REQUIREMENT >> I'd like every line from the material below that has "filter" in it.

Start of SUPPLIED RECORDS

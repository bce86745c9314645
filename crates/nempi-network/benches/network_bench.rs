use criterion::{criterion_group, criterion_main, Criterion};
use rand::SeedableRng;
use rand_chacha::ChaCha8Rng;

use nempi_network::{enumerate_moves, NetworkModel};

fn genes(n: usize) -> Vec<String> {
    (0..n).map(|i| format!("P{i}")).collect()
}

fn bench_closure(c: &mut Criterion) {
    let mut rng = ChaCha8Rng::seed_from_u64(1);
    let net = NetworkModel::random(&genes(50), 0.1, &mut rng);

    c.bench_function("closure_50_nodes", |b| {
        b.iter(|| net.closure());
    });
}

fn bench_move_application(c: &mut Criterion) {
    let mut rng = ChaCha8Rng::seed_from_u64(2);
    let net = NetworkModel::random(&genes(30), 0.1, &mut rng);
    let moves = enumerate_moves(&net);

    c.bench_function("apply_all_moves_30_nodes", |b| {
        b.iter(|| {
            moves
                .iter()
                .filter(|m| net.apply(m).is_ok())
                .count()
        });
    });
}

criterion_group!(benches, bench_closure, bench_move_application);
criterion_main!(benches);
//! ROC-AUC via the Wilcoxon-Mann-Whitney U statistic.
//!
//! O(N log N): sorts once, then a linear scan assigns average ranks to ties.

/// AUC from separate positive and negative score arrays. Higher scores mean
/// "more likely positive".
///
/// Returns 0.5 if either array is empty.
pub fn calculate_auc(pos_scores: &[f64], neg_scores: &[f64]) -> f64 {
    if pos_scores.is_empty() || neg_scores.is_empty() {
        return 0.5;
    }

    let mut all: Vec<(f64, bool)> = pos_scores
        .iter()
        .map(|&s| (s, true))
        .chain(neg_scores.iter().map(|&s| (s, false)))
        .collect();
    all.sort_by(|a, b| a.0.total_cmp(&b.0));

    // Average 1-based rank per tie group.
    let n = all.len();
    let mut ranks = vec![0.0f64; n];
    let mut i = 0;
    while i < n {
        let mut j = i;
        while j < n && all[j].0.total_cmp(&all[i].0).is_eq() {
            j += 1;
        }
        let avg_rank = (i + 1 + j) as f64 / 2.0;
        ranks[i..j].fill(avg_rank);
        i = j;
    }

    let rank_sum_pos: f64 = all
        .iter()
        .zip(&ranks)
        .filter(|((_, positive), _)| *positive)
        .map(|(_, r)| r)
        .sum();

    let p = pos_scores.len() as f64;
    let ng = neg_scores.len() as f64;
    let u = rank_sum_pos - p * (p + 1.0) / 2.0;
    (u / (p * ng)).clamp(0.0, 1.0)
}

End of SUPPLIED RECORDS
Start of SUPPLIED RECORDS

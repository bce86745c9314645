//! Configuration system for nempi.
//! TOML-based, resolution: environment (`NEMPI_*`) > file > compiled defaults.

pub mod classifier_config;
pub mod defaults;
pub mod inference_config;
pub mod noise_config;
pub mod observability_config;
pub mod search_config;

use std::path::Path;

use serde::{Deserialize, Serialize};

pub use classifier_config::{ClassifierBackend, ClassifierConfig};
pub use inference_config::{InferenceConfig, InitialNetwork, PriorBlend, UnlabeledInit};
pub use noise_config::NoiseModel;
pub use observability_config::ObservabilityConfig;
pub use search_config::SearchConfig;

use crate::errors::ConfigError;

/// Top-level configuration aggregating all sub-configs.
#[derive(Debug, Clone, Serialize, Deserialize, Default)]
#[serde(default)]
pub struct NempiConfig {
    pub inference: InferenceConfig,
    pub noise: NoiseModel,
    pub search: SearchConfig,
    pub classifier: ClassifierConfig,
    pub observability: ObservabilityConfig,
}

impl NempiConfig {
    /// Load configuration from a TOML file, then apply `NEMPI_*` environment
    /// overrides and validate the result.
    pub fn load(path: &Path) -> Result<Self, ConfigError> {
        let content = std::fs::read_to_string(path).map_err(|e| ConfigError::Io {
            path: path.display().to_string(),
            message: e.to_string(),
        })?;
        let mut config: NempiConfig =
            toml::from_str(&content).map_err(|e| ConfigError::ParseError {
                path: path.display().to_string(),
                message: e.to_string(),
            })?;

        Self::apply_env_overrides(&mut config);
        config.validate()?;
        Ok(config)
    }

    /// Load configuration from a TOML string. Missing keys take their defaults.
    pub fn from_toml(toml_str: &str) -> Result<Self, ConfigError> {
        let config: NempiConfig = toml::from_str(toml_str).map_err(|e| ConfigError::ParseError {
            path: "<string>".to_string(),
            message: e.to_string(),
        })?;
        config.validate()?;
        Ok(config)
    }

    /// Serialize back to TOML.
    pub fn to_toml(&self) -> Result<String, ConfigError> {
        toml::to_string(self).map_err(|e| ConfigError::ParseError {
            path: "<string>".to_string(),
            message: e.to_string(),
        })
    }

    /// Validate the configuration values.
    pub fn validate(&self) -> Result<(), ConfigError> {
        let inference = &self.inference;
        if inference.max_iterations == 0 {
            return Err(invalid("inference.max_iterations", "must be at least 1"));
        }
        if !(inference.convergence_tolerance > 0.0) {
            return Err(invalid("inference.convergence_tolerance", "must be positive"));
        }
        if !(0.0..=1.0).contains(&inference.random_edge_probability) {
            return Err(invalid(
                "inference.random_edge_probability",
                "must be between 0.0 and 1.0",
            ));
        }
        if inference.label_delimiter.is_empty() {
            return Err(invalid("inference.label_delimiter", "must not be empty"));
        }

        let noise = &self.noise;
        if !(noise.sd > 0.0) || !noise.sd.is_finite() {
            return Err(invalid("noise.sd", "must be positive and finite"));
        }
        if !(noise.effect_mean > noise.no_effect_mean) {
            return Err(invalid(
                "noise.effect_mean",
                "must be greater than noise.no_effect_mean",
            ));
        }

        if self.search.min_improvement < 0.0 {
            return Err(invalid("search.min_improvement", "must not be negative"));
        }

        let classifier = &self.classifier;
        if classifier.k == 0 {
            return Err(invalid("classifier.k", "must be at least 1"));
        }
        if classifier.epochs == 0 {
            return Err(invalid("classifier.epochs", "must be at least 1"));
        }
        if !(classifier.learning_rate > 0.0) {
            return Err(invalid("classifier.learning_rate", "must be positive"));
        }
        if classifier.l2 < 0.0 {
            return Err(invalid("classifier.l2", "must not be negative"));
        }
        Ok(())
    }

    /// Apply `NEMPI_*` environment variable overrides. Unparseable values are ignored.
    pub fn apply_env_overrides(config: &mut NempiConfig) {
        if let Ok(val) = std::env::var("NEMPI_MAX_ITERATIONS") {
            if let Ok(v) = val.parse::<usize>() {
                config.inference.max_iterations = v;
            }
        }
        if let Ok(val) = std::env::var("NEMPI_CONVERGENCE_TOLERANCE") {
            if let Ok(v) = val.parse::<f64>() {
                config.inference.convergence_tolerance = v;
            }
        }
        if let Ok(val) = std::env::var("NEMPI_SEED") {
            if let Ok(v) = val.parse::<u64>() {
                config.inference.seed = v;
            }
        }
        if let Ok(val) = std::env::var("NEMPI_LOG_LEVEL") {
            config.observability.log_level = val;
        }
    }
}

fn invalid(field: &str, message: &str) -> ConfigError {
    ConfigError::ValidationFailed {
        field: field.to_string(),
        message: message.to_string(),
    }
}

End of SUPPLIED RECORDS

RESULT OF THIS TASK >>
                .filter(|m| net.apply(m).is_ok())
        .filter(|((_, positive), _)| *positive)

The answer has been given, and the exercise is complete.